Technique for Encoding/Decoding of Codebook Indices for Quantized Mdct Spectrum in Scalable Speech and Audio Codecs

PublishedAugust 20, 2013

Assigneenot available in USPTO data we have

Technical Abstract

Patent Claims

33 claims

Legal claims defining the scope of protection, as filed with the USPTO.

1. A method for encoding in a scalable speech and audio codec, comprising: obtaining a residual signal from a Code Excited Linear Prediction (CELP)-based encoding layer, where the residual signal is a difference between an original audio signal and a reconstructed version of the original audio signal; transforming the residual signal at a Discrete Cosine Transform (DCT)-type transform layer to obtain a corresponding transform spectrum; dividing the transform spectrum into a plurality of spectral bands, each spectral band having a plurality of spectral lines; selecting a plurality of different codebooks for encoding the spectral bands, where the codebooks have associated codebook indices; performing vector quantization on spectral lines in each spectral band using the selected codebooks to obtain vector quantized indices; encoding the codebook indices, wherein encoding the codebooks indices includes encoding at least two adjacent spectral bands into a pair-wise descriptor code that is based on a probability distribution of quantized characteristics of the adjacent spectral bands; encoding the vector quantized indices; and forming a bitstream of the encoded codebook indices and encoded vector quantized indices to represent the quantized transform spectrum.

2. The method of claim 1 , wherein the DCT-type transform layer is a Modified Discrete Cosine Transform (MDCT) layer and the transform spectrum is an MDCT spectrum.

3. The method of claim 1 , further comprising: dropping a set of spectral bands to reduce the number of spectral bands prior to encoding.

4. The method of claim 1 , wherein encoding the at least two adjacent spectral bands includes scanning adjacent pairs of spectral bands to ascertain their characteristics; identifying a codebook index for each of the spectral bands; obtaining a descriptor component and an extension code component for each codebook index.

5. The method of claim 4 , further comprising: encoding a first descriptor component and a second descriptor component in pairs to obtain the pair-wise descriptor code.

6. The method of claim 4 , wherein the pair-wise descriptor code maps to one of a plurality of possible variable length codes (VLC) for different codebooks.

7. The method of claim 6 , wherein VLC codebooks are assigned to each pair of descriptor components based on a relative position of each corresponding spectral band within an audio frame and an encoder layer number.

8. The method of claim 7 , wherein the pair-wise descriptor codes are based on a quantized set of typical probability distributions of descriptor values in each pair of descriptors.

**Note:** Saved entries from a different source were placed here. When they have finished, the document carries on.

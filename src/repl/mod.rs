//! Boundaries for the interactive consumers of the token stream.
//!
//! The line-editing front end itself lives outside this crate; these
//! modules define what it plugs into: a completeness checker deciding
//! whether to prompt for more input, a candidate-search boundary for name
//! completion, and a token-kind-to-style mapping for highlighting.

mod check;
mod complete;
mod highlight;

pub use check::{line_status, InputStatus, ReadinessChecker};
pub use complete::{Candidate, Completer, StaticCompleter};
pub use highlight::{style_for, Style};
//! # cljlex - Incremental Lexer for Clojure-Style Forms
//!
//! An incremental lexer built for interactive line readers: it classifies
//! a character stream into tokens one call at a time and explicitly
//! models *partial* input, so a REPL can decide whether to ask for more
//! input before handing a form to a parser.
//!
//! ## Quick Start
//!
//! ```rust
//! use cljlex::{Kind, StrSource, TokenReader};
//!
//! # fn main() -> cljlex::Result<()> {
//! let mut reader = TokenReader::new();
//! let mut src = StrSource::new("(foo \"bar\" 42)");
//!
//! loop {
//!     let token = reader.read_token(&mut src)?;
//!     if token.kind == Kind::Eof {
//!         break;
//!     }
//!     println!("{:?} {}", token.kind, token);
//! }
//! assert_eq!(reader.advance(), 14);
//! # Ok(())
//! # }
//! ```
//!
//! ## Partial input
//!
//! Truncated constructs are not errors. An unterminated string or a
//! dangling dispatch `#` at end of input comes back as a token with
//! `complete == false`, carrying everything captured so far:
//!
//! ```rust
//! use cljlex::{Kind, StrSource, TokenReader};
//!
//! # fn main() -> cljlex::Result<()> {
//! let mut reader = TokenReader::new();
//! let mut src = StrSource::new("\"abc");
//! let token = reader.read_token(&mut src)?;
//! assert_eq!(token.kind, Kind::String);
//! assert_eq!(token.content.as_deref(), Some("\"abc"));
//! assert!(!token.complete);
//! # Ok(())
//! # }
//! ```
//!
//! The [`repl`] module holds the boundaries an interactive front end
//! plugs into: [`repl::line_status`] decides whether accumulated input is
//! ready for parsing, [`repl::Completer`] is the candidate-search seam
//! for name completion, and [`repl::style_for`] buckets token kinds for
//! highlighting.
//!
//! ## Architecture
//!
//! ```text
//! Character source → classifier → sub-scanner → Token
//! ```
//!
//! - [`TokenReader`] - the driver: skips separators, classifies the next
//!   significant character, runs one sub-scanner, returns one token
//! - [`Token`] / [`Kind`] - the token vocabulary
//! - [`CharSource`] - any sequential character source with a single slot
//!   of pushback; [`PushbackReader`] adapts a byte reader,
//!   [`StrSource`] an in-memory line
//!
//! The reader never builds a tree, never balances brackets, and never
//! validates numeral grammar; those belong to downstream layers.

/// Version of the cljlex crate
pub const VERSION: &str = env!("CARGO_PKG_VERSION");

pub mod error;
pub mod lexer;
pub mod repl;

// Re-export main types
pub use error::{Error, Result};
pub use lexer::{CharSource, Kind, PushbackReader, StrSource, Token, TokenReader};
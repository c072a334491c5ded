use tracing::trace;

use super::classify::{self, PendingKind};
use super::source::CharSource;
use super::token::{Kind, Token};
use crate::error::Result;

/// Incremental token reader for Clojure-style forms.
///
/// One instance serves one logical input stream (a REPL line, or a buffer
/// that grows across lines). Each [`read_token`](Self::read_token) call
/// consumes just enough characters for one token; the cumulative number
/// of characters consumed is available as [`advance`](Self::advance), so
/// a caller can recover the exact consumed substring for any token.
///
/// The reader holds no other state between calls. A token cut short by
/// end of input comes back with `complete == false` together with
/// everything captured so far; to resume, the caller re-presents the
/// remaining input from the position the advance counter indicates.
///
/// Not thread-safe: callers serialize access.
#[derive(Debug, Default)]
pub struct TokenReader {
    advance: u64,
}

impl TokenReader {
    /// Creates a reader positioned at the start of a logical stream
    pub fn new() -> Self {
        TokenReader::default()
    }

    /// Cumulative count of characters consumed since creation or the
    /// last [`reset`](Self::reset), net of pushback
    pub fn advance(&self) -> u64 {
        self.advance
    }

    /// Zeroes the advance counter for reuse on a new logical stream.
    /// The underlying source is untouched.
    pub fn reset(&mut self) {
        self.advance = 0;
    }

    fn read<S: CharSource>(&mut self, src: &mut S) -> Result<Option<char>> {
        let out = src.read_char()?;
        if out.is_some() {
            self.advance += 1;
        }
        Ok(out)
    }

    fn unread<S: CharSource>(&mut self, src: &mut S, ch: Option<char>) {
        if let Some(c) = ch {
            src.unread(c);
            self.advance -= 1;
        }
    }

    /// Consumes and discards whitespace and comma separators, returning
    /// the next significant character, or `None` at end of input. Every
    /// consumed character counts toward the advance.
    pub fn advance_to_dispatch_char<S: CharSource>(&mut self, src: &mut S) -> Result<Option<char>> {
        loop {
            match self.read(src)? {
                Some(c) if classify::is_separator(c) => continue,
                other => return Ok(other),
            }
        }
    }

    /// Reads exactly one token.
    ///
    /// Never fails on malformed text: unclassifiable characters come back
    /// as [`Kind::Unknown`] and truncation is reported through the
    /// completeness flag. Once end of input has been observed, every
    /// further call returns the [`Kind::Eof`] marker without consuming
    /// anything.
    pub fn read_token<S: CharSource>(&mut self, src: &mut S) -> Result<Token> {
        let dispatch_char = self.advance_to_dispatch_char(src)?;
        let token = match (classify::classify(dispatch_char), dispatch_char) {
            (PendingKind::Eof, _) | (_, None) => Token::bare(Kind::Eof, true),
            (pending, Some(first)) => match pending {
                PendingKind::Symbol => self.read_symbol(src, first)?,
                PendingKind::SymbolOrNumber => self.read_symbol_or_number(src, first)?,
                PendingKind::String => self.read_string(src, first)?,
                PendingKind::Number => self.read_number(src, first)?,
                PendingKind::Char => self.read_char_literal(src, first)?,
                PendingKind::Comment => self.read_comment(src, first)?,
                PendingKind::Quote => Token::bare(Kind::Quote, true),
                PendingKind::Unquote => Token::bare(Kind::Unquote, true),
                PendingKind::Deref => Token::bare(Kind::Deref, true),
                PendingKind::Meta => Token::bare(Kind::Meta, true),
                PendingKind::SyntaxQuote => Token::bare(Kind::SyntaxQuote, true),
                PendingKind::Open => read_open(first),
                PendingKind::Close => read_close(first),
                PendingKind::Arg => Token::bare(Kind::Arg, true),
                PendingKind::Dispatch => self.read_dispatch(src)?,
                PendingKind::Invalid => Token::with_content(Kind::Unknown, first.to_string(), true),
                PendingKind::Eof => Token::bare(Kind::Eof, true),
            },
        };
        trace!(kind = ?token.kind, complete = token.complete, advance = self.advance, "read token");
        Ok(token)
    }

    /// Bare symbol: runs until a separator or terminating macro
    /// character, which stays in the source for the next call.
    fn read_symbol<S: CharSource>(&mut self, src: &mut S, first: char) -> Result<Token> {
        let mut text = String::new();
        text.push(first);
        loop {
            match self.read(src)? {
                Some(c) if !classify::is_separator(c) && !classify::is_terminating_macro_char(c) => {
                    text.push(c)
                }
                terminal => {
                    self.unread(src, terminal);
                    return Ok(Token::with_content(Kind::Symbol, text, true));
                }
            }
        }
    }

    /// `+` or `-` lead: one character of lookahead decides. A digit makes
    /// it a number with the sign as first character; anything else
    /// (including end of input) makes it an ordinary symbol.
    fn read_symbol_or_number<S: CharSource>(&mut self, src: &mut S, sign: char) -> Result<Token> {
        let peeked = self.read(src)?;
        self.unread(src, peeked);
        if peeked.is_some_and(|c| c.is_ascii_digit()) {
            self.read_number(src, sign)
        } else {
            self.read_symbol(src, sign)
        }
    }

    /// Number: payload is opaque text, validated downstream. Unlike the
    /// symbol scan, every macro character terminates it.
    fn read_number<S: CharSource>(&mut self, src: &mut S, first: char) -> Result<Token> {
        let mut text = String::new();
        text.push(first);
        loop {
            let ch = self.read(src)?;
            if classify::is_basic_terminal(ch) {
                self.unread(src, ch);
                return Ok(Token::with_content(Kind::Number, text, true));
            }
            if let Some(c) = ch {
                text.push(c);
            }
        }
    }

    /// String: content keeps the opening quote, a backslash escapes the
    /// following character verbatim (macro characters included), and only
    /// an unescaped closing quote completes it.
    fn read_string<S: CharSource>(&mut self, src: &mut S, first: char) -> Result<Token> {
        let mut text = String::new();
        text.push(first);
        let mut complete = false;
        while let Some(c) = self.read(src)? {
            text.push(c);
            if c == '"' {
                complete = true;
                break;
            }
            if c == '\\' {
                match self.read(src)? {
                    Some(escaped) => text.push(escaped),
                    // Input ended right after the backslash.
                    None => break,
                }
            }
        }
        Ok(Token::with_content(Kind::String, text, complete))
    }

    /// Character literal: `\` plus everything up to the next terminal.
    /// Multi-character names like `\return` are captured without
    /// validation.
    fn read_char_literal<S: CharSource>(&mut self, src: &mut S, first: char) -> Result<Token> {
        let mut text = String::new();
        text.push(first);
        loop {
            match self.read(src)? {
                Some(c) if !classify::is_separator(c) && !classify::is_terminating_macro_char(c) => {
                    text.push(c)
                }
                terminal => {
                    self.unread(src, terminal);
                    return Ok(Token::with_content(Kind::Char, text, true));
                }
            }
        }
    }

    /// Comment: `;` through and including the line terminator, or to end
    /// of input (still complete either way).
    fn read_comment<S: CharSource>(&mut self, src: &mut S, first: char) -> Result<Token> {
        let mut text = String::new();
        text.push(first);
        while let Some(c) = self.read(src)? {
            text.push(c);
            if c == '\n' || c == '\r' {
                break;
            }
        }
        Ok(Token::with_content(Kind::Comment, text, true))
    }

    /// Dispatch `#`: peeks exactly one character. An opener that starts a
    /// structural form (`#(`, `#{`) is pushed back so the next call emits
    /// the matching open token; end of input yields an incomplete
    /// dispatch; anything else becomes the token's payload.
    fn read_dispatch<S: CharSource>(&mut self, src: &mut S) -> Result<Token> {
        match self.read(src)? {
            None => Ok(Token::bare(Kind::Dispatch, false)),
            Some(c @ ('(' | '{')) => {
                self.unread(src, Some(c));
                Ok(Token::bare(Kind::Dispatch, true))
            }
            Some(c) => Ok(Token::with_content(Kind::Dispatch, c.to_string(), true)),
        }
    }
}

// The two bracket mappings are driven by the classifier; reaching them
// with any other character is a driver bug, not a parse error.

fn read_open(ch: char) -> Token {
    let kind = match ch {
        '(' => Kind::ListOpen,
        '[' => Kind::VectorOpen,
        '{' => Kind::MapOpen,
        other => unreachable!("non-open character passed to read_open: {other:?}"),
    };
    Token::bare(kind, true)
}

fn read_close(ch: char) -> Token {
    let kind = match ch {
        ')' => Kind::ListClose,
        ']' => Kind::VectorClose,
        '}' => Kind::MapClose,
        other => unreachable!("non-close character passed to read_close: {other:?}"),
    };
    Token::bare(kind, true)
}

#[cfg(test)]
mod tests {
    use super::*;
    use crate::lexer::StrSource;

    fn lex_all(input: &str) -> Vec<Token> {
        let mut reader = TokenReader::new();
        let mut src = StrSource::new(input);
        let mut out = Vec::new();
        loop {
            let token = reader.read_token(&mut src).unwrap();
            let done = token.kind == Kind::Eof;
            out.push(token);
            if done {
                break;
            }
        }
        out
    }

    #[test]
    fn test_symbol_scan_pushes_back_terminal() {
        let mut reader = TokenReader::new();
        let mut src = StrSource::new("foo)");
        let token = reader.read_token(&mut src).unwrap();
        assert_eq!(token, Token::with_content(Kind::Symbol, "foo", true));
        assert_eq!(reader.advance(), 3);
        // The `)` is still there for the next call.
        let token = reader.read_token(&mut src).unwrap();
        assert_eq!(token.kind, Kind::ListClose);
        assert_eq!(reader.advance(), 4);
    }

    #[test]
    fn test_symbol_termination_policy() {
        // `^` splits, `#` `'` `%` do not.
        let tokens = lex_all("asdf^asdf");
        assert_eq!(tokens[0], Token::with_content(Kind::Symbol, "asdf", true));
        assert_eq!(tokens[1].kind, Kind::Meta);
        assert_eq!(tokens[2], Token::with_content(Kind::Symbol, "asdf", true));

        let tokens = lex_all("asdf#asdf");
        assert_eq!(
            tokens[0],
            Token::with_content(Kind::Symbol, "asdf#asdf", true)
        );
        let tokens = lex_all("asdf'asdf");
        assert_eq!(
            tokens[0],
            Token::with_content(Kind::Symbol, "asdf'asdf", true)
        );
    }

    #[test]
    fn test_sign_disambiguation() {
        assert_eq!(lex_all("+1")[0], Token::with_content(Kind::Number, "+1", true));
        assert_eq!(lex_all("-1")[0], Token::with_content(Kind::Number, "-1", true));
        assert_eq!(lex_all("+")[0], Token::with_content(Kind::Symbol, "+", true));
        assert_eq!(lex_all("-")[0], Token::with_content(Kind::Symbol, "-", true));
        assert_eq!(
            lex_all("+foo")[0],
            Token::with_content(Kind::Symbol, "+foo", true)
        );
    }

    #[test]
    fn test_string_completeness() {
        assert_eq!(
            lex_all("\"abc\"")[0],
            Token::with_content(Kind::String, "\"abc\"", true)
        );
        assert_eq!(
            lex_all("\"abc")[0],
            Token::with_content(Kind::String, "\"abc", false)
        );
    }

    #[test]
    fn test_string_escape_spans_quote() {
        let tokens = lex_all("\"a\\\"b\"");
        assert_eq!(
            tokens[0],
            Token::with_content(Kind::String, "\"a\\\"b\"", true)
        );
        assert_eq!(tokens[1].kind, Kind::Eof);
    }

    #[test]
    fn test_string_ending_in_backslash_is_incomplete() {
        assert_eq!(
            lex_all("\"abc\\")[0],
            Token::with_content(Kind::String, "\"abc\\", false)
        );
    }

    #[test]
    fn test_comment_with_and_without_newline() {
        assert_eq!(
            lex_all("; foo\n")[0],
            Token::with_content(Kind::Comment, "; foo\n", true)
        );
        assert_eq!(
            lex_all("; foo")[0],
            Token::with_content(Kind::Comment, "; foo", true)
        );
    }

    #[test]
    fn test_dispatch_forms() {
        // Payload retained for e.g. `#_`, `#'`.
        assert_eq!(
            lex_all("#_")[0],
            Token::with_content(Kind::Dispatch, "_", true)
        );
        // Structural opener pushed back.
        let tokens = lex_all("#{}");
        assert_eq!(tokens[0], Token::bare(Kind::Dispatch, true));
        assert_eq!(tokens[1].kind, Kind::MapOpen);
        assert_eq!(tokens[2].kind, Kind::MapClose);
        // Lone `#` at end of input is the incomplete case.
        assert_eq!(lex_all("#")[0], Token::bare(Kind::Dispatch, false));
    }

    #[test]
    fn test_character_literals() {
        assert_eq!(
            lex_all("\\return")[0],
            Token::with_content(Kind::Char, "\\return", true)
        );
        let tokens = lex_all("\\a\\b");
        assert_eq!(tokens[0], Token::with_content(Kind::Char, "\\a", true));
        assert_eq!(tokens[1], Token::with_content(Kind::Char, "\\b", true));
    }

    #[test]
    fn test_no_bracket_balancing() {
        let tokens = lex_all("(]");
        assert_eq!(tokens[0].kind, Kind::ListOpen);
        assert_eq!(tokens[1].kind, Kind::VectorClose);
        assert_eq!(tokens[2].kind, Kind::Eof);
    }

    #[test]
    fn test_eof_idempotence() {
        let mut reader = TokenReader::new();
        let mut src = StrSource::new("x");
        assert_eq!(reader.read_token(&mut src).unwrap().kind, Kind::Symbol);
        for _ in 0..3 {
            assert_eq!(reader.read_token(&mut src).unwrap().kind, Kind::Eof);
            assert_eq!(reader.advance(), 1);
        }
    }

    #[test]
    fn test_reset_keeps_source_position() {
        let mut reader = TokenReader::new();
        let mut src = StrSource::new("foo bar");
        reader.read_token(&mut src).unwrap();
        assert_eq!(reader.advance(), 3);
        reader.reset();
        assert_eq!(reader.advance(), 0);
        // Scanning continues from where the source was left.
        let token = reader.read_token(&mut src).unwrap();
        assert_eq!(token, Token::with_content(Kind::Symbol, "bar", true));
        assert_eq!(reader.advance(), 4);
    }
}
//! Character sources with single-slot pushback.
//!
//! The lexer consumes any [`CharSource`]: "read one character or
//! end-of-input" plus "push back exactly the most recently read
//! character". One slot is all the lexer ever needs.

use std::io::BufRead;

use crate::error::{Error, Result};

/// A sequential character source supporting one character of unread.
pub trait CharSource {
    /// Reads the next character, or `None` at end of input.
    fn read_char(&mut self) -> Result<Option<char>>;

    /// Pushes back the most recently read character so the next
    /// `read_char` returns it again.
    ///
    /// The buffer holds a single character; unreading twice without an
    /// intervening read is a caller bug.
    fn unread(&mut self, ch: char);
}

/// [`CharSource`] over any buffered byte reader, decoding UTF-8 one
/// scalar value at a time.
pub struct PushbackReader<R> {
    inner: R,
    pushback: Option<char>,
}

impl<R: BufRead> PushbackReader<R> {
    /// Wraps a buffered reader
    pub fn new(inner: R) -> Self {
        PushbackReader {
            inner,
            pushback: None,
        }
    }

    fn next_byte(&mut self) -> Result<Option<u8>> {
        let buf = self.inner.fill_buf()?;
        let byte = match buf.first() {
            Some(b) => *b,
            None => return Ok(None),
        };
        self.inner.consume(1);
        Ok(Some(byte))
    }
}

impl<R: BufRead> CharSource for PushbackReader<R> {
    fn read_char(&mut self) -> Result<Option<char>> {
        if let Some(ch) = self.pushback.take() {
            return Ok(Some(ch));
        }

        let first = match self.next_byte()? {
            Some(b) => b,
            None => return Ok(None),
        };
        let len = utf8_sequence_len(first).ok_or(Error::InvalidUtf8)?;
        let mut bytes = [first, 0, 0, 0];
        for slot in bytes.iter_mut().take(len).skip(1) {
            // A truncated sequence at end of stream is invalid too.
            *slot = self.next_byte()?.ok_or(Error::InvalidUtf8)?;
        }
        let decoded = std::str::from_utf8(&bytes[..len]).map_err(|_| Error::InvalidUtf8)?;
        Ok(decoded.chars().next())
    }

    fn unread(&mut self, ch: char) {
        debug_assert!(
            self.pushback.is_none(),
            "pushback slot already occupied; the lexer never unreads twice"
        );
        self.pushback = Some(ch);
    }
}

/// Expected sequence length for a UTF-8 leading byte, `None` for a
/// continuation or invalid leading byte.
fn utf8_sequence_len(byte: u8) -> Option<usize> {
    match byte {
        0x00..=0x7F => Some(1),
        0xC2..=0xDF => Some(2),
        0xE0..=0xEF => Some(3),
        0xF0..=0xF4 => Some(4),
        _ => None,
    }
}

/// Infallible [`CharSource`] over an in-memory string, the natural fit
/// for one REPL line.
pub struct StrSource<'a> {
    chars: std::str::Chars<'a>,
    pushback: Option<char>,
}

impl<'a> StrSource<'a> {
    /// Creates a source reading from the start of `text`
    pub fn new(text: &'a str) -> Self {
        StrSource {
            chars: text.chars(),
            pushback: None,
        }
    }
}

impl<'a> From<&'a str> for StrSource<'a> {
    fn from(text: &'a str) -> Self {
        StrSource::new(text)
    }
}

impl CharSource for StrSource<'_> {
    fn read_char(&mut self) -> Result<Option<char>> {
        if let Some(ch) = self.pushback.take() {
            return Ok(Some(ch));
        }
        Ok(self.chars.next())
    }

    fn unread(&mut self, ch: char) {
        debug_assert!(
            self.pushback.is_none(),
            "pushback slot already occupied; the lexer never unreads twice"
        );
        self.pushback = Some(ch);
    }
}
//! Leading-character classification.
//!
//! A fixed table over the ASCII range maps the first significant
//! character of a token to the coarse [`PendingKind`] bucket that selects
//! a sub-scanner. Characters outside the table lex as bare symbols.

/// Coarse classification bucket, used only to pick a sub-scanner.
///
/// Several buckets fan out to multiple final token kinds: `Open` yields
/// list/vector/map-open depending on the bracket, and `SymbolOrNumber`
/// resolves after one character of lookahead.
#[derive(Debug, Clone, Copy, PartialEq, Eq)]
pub(crate) enum PendingKind {
    Symbol,
    SymbolOrNumber,
    String,
    Number,
    Char,
    Comment,
    Quote,
    Unquote,
    Deref,
    Meta,
    SyntaxQuote,
    Open,
    Close,
    Arg,
    Dispatch,
    Invalid,
    Eof,
}

/// Whitespace and the comma separator are skipped before classification
/// and terminate bare-symbol scans.
pub(crate) fn is_separator(ch: char) -> bool {
    ch == ',' || ch.is_whitespace()
}

/// Classifies the next significant character (or end-of-input) into the
/// bucket that selects a sub-scanner.
pub(crate) fn classify(ch: Option<char>) -> PendingKind {
    let ch = match ch {
        None => return PendingKind::Eof,
        Some(c) => c,
    };
    if is_separator(ch) {
        return PendingKind::Invalid;
    }
    pending_for(ch)
}

/// The dispatch table proper. Unmapped characters (including everything
/// beyond ASCII) default to the bare-symbol bucket.
fn pending_for(ch: char) -> PendingKind {
    match ch {
        '0'..='9' => PendingKind::Number,
        '+' | '-' => PendingKind::SymbolOrNumber,
        '"' => PendingKind::String,
        ';' => PendingKind::Comment,
        '\'' => PendingKind::Quote,
        '@' => PendingKind::Deref,
        '^' => PendingKind::Meta,
        '`' => PendingKind::SyntaxQuote,
        '~' => PendingKind::Unquote,
        '(' | '[' | '{' => PendingKind::Open,
        ')' | ']' | '}' => PendingKind::Close,
        '\\' => PendingKind::Char,
        '%' => PendingKind::Arg,
        '#' => PendingKind::Dispatch,
        _ => PendingKind::Symbol,
    }
}

/// A character with macro significance: it introduces a structural or
/// quoting construct rather than participating in an ordinary symbol.
pub(crate) fn is_macro_char(ch: char) -> bool {
    !ch.is_ascii_digit() && ch != '+' && ch != '-' && pending_for(ch) != PendingKind::Symbol
}

/// Macro characters that unconditionally end an in-progress symbol,
/// number, or character-literal scan.
///
/// `#`, `'`, and `%` are deliberately excluded: they may appear inside a
/// bare symbol without separating whitespace (`asdf#asdf` is one symbol),
/// while every other macro character splits the scan (`asdf^asdf` lexes
/// as symbol, meta, symbol).
pub(crate) fn is_terminating_macro_char(ch: char) -> bool {
    ch != '#' && ch != '\'' && ch != '%' && is_macro_char(ch)
}

/// A character that ends a bare-symbol/number scan: end-of-input,
/// separator, whitespace, or any macro-significant character.
pub(crate) fn is_basic_terminal(ch: Option<char>) -> bool {
    match ch {
        None => true,
        Some(c) => is_separator(c) || is_macro_char(c),
    }
}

9. The method of claim 4 , wherein a single descriptor component is utilized for codebook indices greater than a value k, and extension code components are utilized for codebook indices greater than the value k.

10. The method of claim 4 , wherein each codebook index is associated a descriptor component that is based on a statistical analysis of distributions of possible codebook indices, with codebook indices having a greater probability of being selected being assigned individual descriptor components and codebook indices having a smaller probability of being selected being grouped and assigned to a single descriptor.

11. A scalable speech and audio encoder device, comprising: a Discrete Cosine Transform (DCT)-type transform layer module adapted to obtain a residual signal from a Code Excited Linear Prediction (CELP)-based encoding layer, where the residual signal is a difference between an original audio signal and a reconstructed version of the original audio signal, wherein the Discrete Cosine Transform (DCT)-type transform layer module is further adapted to transform the residual signal at a Discrete Cosine Transform (DCT)-type transform layer to obtain a corresponding transform spectrum; a band selector for dividing the transform spectrum into a plurality of spectral bands, each spectral band having a plurality of spectral lines; a codebook selector for selecting a plurality of different codebooks for encoding the spectral bands, where the codebooks have associated codebook indices; a vector quantizer for performing vector quantization on spectral lines in each spectral band using the selected codebooks to obtain vector quantized indices; a codebook indices encoder for encoding a plurality of codebooks indices together, wherein the codebooks indices encoder includes is adapted to encode codebook indices for at least two adjacent spectral bands into a pair-wise descriptor code that is based on a probability distribution of quantized characteristics of the adjacent spectral bands; a vector quantized indices encoder for encoding the vector; and a transmitter for transmitting a bitstream of the encoded codebook indices and encoded vector quantized indices to represent the quantized transform spectrum.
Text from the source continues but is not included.